At that stage, the entire team concluded that housing was a universal need. The next step planned was to let the disadvantaged young people’s voices be heard. Dr. Cannuscio encouraged the team members to take photographs of what meant “home” to them. In the process, the researchers collected plenty of great visual materials and engaging stories to tell. For instance, one female member who was pregnant at the time shared how her boyfriend’s Vietnamese grandmother took care of her despite the language barrier. There were many conversations on the definition of personal space. The project participants said that they were trying to make “sanctuaries” in their homes, i.e. make a cherished space for themselves. Many admitted that they felt immense pressure to escape their lifestyle and make positive changes.

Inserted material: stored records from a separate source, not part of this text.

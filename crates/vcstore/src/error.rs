use thiserror::Error;

/// Error type for the vcstore binary and configuration layer, aggregating
/// errors from the store crates.
#[derive(Debug, Error)]
pub enum RootError {
    #[error("store error: {0}")]
    Store(#[from] vcstore_core::StoreError),

    #[error("vault error: {0}")]
    Vault(#[from] vcstore_vault::VaultError),

    #[error("configuration error: {0}")]
    Config(String),

    #[error("io error: {0}")]
    Io(#[from] std::io::Error),

    #[error("serialization error: {0}")]
    Serialization(String),
}

impl From<serde_json::Error> for RootError {
    fn from(e: serde_json::Error) -> Self {
        RootError::Serialization(e.to_string())
    }
}

impl From<toml::de::Error> for RootError {
    fn from(e: toml::de::Error) -> Self {
        RootError::Config(format!("TOML parse error: {}", e))
    }
}

pub type RootResult<T> = Result<T, RootError>;

#[cfg(test)]
mod tests {
    use super::*;
    use vcstore_core::StoreError;

    #[test]
    fn test_root_error_config() {
        let err = RootError::Config("profile_id must not be empty".into());
        assert_eq!(
            err.to_string(),
            "configuration error: profile_id must not be empty"
        );
    }

    #[test]
    fn test_root_error_from_store() {
        let err: RootError = StoreError::NotFound("urn:1".into()).into();
        assert!(matches!(err, RootError::Store(StoreError::NotFound(_))));
        assert!(err.to_string().contains("urn:1"));
    }

    #[test]
    fn test_root_error_from_vault() {
        let err: RootError = vcstore_vault::VaultError::InvalidKey("short".into()).into();
        assert!(err.to_string().contains("short"));
    }

    #[test]
    fn test_root_error_from_serde_json() {
        let json_err = serde_json::from_str::<serde_json::Value>("invalid json").unwrap_err();
        let root_err: RootError = json_err.into();
        assert!(matches!(root_err, RootError::Serialization(_)));
    }

    #[test]
    fn test_root_error_from_toml() {
        let toml_err = toml::from_str::<toml::Value>("= invalid").unwrap_err();
        let root_err: RootError = toml_err.into();
        assert!(matches!(root_err, RootError::Config(_)));
    }
}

Then came the next stage during which the project team did some work in the neighborhood. The area was located in Philadelphia and was infamous for high crime rates, violence, and drug use. It came as no surprise that the living conditions there were mostly subpar. The youth tried to bring some creative spirit to the neighborhood. For instance, they turned an abandoned house into an art object, therefore, granting it a second life. The project did not end there: the art installation as a means for attracting attention to that part of the city. Community residents received much-needed help, be it referrals to social or health services.

Overall, Dr. Cannuscio finds the project to be successfully realized. As she states, it met the foreplanned goals: it emphasized the issue of housing insecurity. However, what is more important, the project allowed young people to feel like protagonists in their own lives. They executed self-agency and showed initiative in opening a dialogue with civic leaders and policy-makers. Apart from that, team members learned how to channel their thoughts and feelings into art objects, which is an excellent way to communicate with the world and find an emotional outlet in healthy behavior.

References

National Commission for Health Education Credentialing, Inc. (2015). Responsibilities & competencies for health education specialists. Web.

U.S. Department of Health and Human Services (2016). Healthy people 2020: Leading health indicators. Web.